### Material shown ###

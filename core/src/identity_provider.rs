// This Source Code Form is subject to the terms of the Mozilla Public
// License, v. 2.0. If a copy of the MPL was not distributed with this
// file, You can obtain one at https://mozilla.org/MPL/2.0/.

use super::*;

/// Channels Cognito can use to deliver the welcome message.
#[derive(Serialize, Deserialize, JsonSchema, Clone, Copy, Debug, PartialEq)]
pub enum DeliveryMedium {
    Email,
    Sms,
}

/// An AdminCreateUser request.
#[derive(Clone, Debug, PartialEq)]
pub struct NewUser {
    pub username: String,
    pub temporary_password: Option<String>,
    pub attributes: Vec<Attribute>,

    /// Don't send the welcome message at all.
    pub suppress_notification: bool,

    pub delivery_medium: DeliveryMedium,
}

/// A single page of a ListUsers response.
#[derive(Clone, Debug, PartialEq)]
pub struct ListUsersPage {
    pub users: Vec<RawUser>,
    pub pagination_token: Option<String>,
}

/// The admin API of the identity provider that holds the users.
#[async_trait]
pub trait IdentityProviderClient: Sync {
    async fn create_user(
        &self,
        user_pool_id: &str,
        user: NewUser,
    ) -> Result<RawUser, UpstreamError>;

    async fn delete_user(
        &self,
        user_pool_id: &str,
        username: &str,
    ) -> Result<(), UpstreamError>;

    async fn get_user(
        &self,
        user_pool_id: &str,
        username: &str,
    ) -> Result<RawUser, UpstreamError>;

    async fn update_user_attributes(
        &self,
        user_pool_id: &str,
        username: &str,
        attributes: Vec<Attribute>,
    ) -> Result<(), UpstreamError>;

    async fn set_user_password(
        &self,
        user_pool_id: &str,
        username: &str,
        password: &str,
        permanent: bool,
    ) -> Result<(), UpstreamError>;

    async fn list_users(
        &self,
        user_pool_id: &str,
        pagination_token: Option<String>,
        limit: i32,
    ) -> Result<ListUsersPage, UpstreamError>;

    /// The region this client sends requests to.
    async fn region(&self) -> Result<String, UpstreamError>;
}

###

Activity: Using the data above, copy each line that contains "region".

Result:
    /// The region this client sends requests to.
    async fn region(&self) -> Result<String, UpstreamError>;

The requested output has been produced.